Fully updated and revised April 19, 2011

1 What is environmental aesthetics?
2 The development of environmental aesthetics
3 The scope of environmental aesthetics
4 The central philosophical issue of environmental aesthetics
5 Positions and problems: noncognitive approaches
6 Positions and problems: cognitive approaches
7 The aesthetics of human environments and everyday life
8 Conclusion


ALLEN CARLSON

3 The scope of environmental aesthetics

Environmental aesthetics, considering as it does the world at large and motivated in part by public concern for the aesthetic condition of everyday environments, has broadened beyond traditional philosophical aesthetics in two respects. First, environmental aesthetics, unlike typical traditional aesthetics, incorporates various kinds of empirical work concerning the human aesthetic experience of environments. There are a number of different orientations in this kind of research (Nasar 1988). For example, one movement is rooted in the environmental design and planning disciplines, such as landscape architecture, and attempts to analyse and assess aesthetic experience in terms of the design features recognized and valued by these disciplines. Another kind of empirical work is more closely aligned with resource and recreational management and focuses on measuring aesthetic preferences of different individuals for different environments. In addition, there are also attempts to provide what are essentially sociobiological underpinnings for the appreciation of environments (see Sociobiology) as well as attempts to apply to such appreciation a wide range of models of aesthetic experience grounded in, for instance, developmental and environmental psychology (Bourassa 1991). Moreover, there are different kinds of attempts to link this empirical work with the philosophical side of environmental aesthetics (Carlson 1977).

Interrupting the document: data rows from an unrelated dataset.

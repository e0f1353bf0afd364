use crate::common::*;

/// Image or box size in `(height, width)` order.
#[derive(Debug, Clone, Copy, PartialEq, Eq, Hash)]
pub struct HW<T> {
    h: T,
    w: T,
}

impl<T> HW<T>
where
    T: Num + PartialOrd + Copy,
{
    pub fn try_from_hw(hw: [T; 2]) -> Result<Self> {
        let [h, w] = hw;
        let zero = T::zero();
        ensure!(
            h >= zero && w >= zero,
            "height and width parameters must be non-negative"
        );
        Ok(Self { h, w })
    }

    /// Build a size whose height and width are both strictly positive.
    pub fn try_from_positive_hw(hw: [T; 2]) -> Result<Self> {
        let [h, w] = hw;
        let zero = T::zero();
        ensure!(
            h > zero && w > zero,
            "height and width parameters must be positive"
        );
        Ok(Self { h, w })
    }

    pub fn hw(&self) -> [T; 2] {
        [self.h, self.w]
    }

    pub fn w(&self) -> T {
        self.w
    }

    pub fn h(&self) -> T {
        self.h
    }
}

The second broadening of the scope of environmental aesthetics beyond traditional philosophical aesthetics concerns its subject matter and may be charted on three scales. On the first, the objects of appreciation of environmental aesthetics extend from pristine natural environments to the very limits of traditional works of art, and by some accounts include even some of the latter. This scale runs from wilderness, through rural landscapes, to urban developments, cityscapes, and neighbourhoods. A second scale ranges over size. Many typical objects treated by environmental aesthetics are rather large environments: mountain ranges, countrysides and marketplaces. But the field also considers smaller and more intimate environments, such as backyards, offices and living rooms, as well as the objects, events and activities, both large and small, that populate various environments. The third scale ranges from the extraordinary to the ordinary, from the exotic to the mundane. Just as environmental aesthetics is not limited to the large, it is not limited to the spectacular. Ordinary scenery, commonplace sights, and our day-to-day environments are proper objects of aesthetic appreciation. Given the scope indicated by these three scales, environmental aesthetics is essentially the aesthetics of everyday life.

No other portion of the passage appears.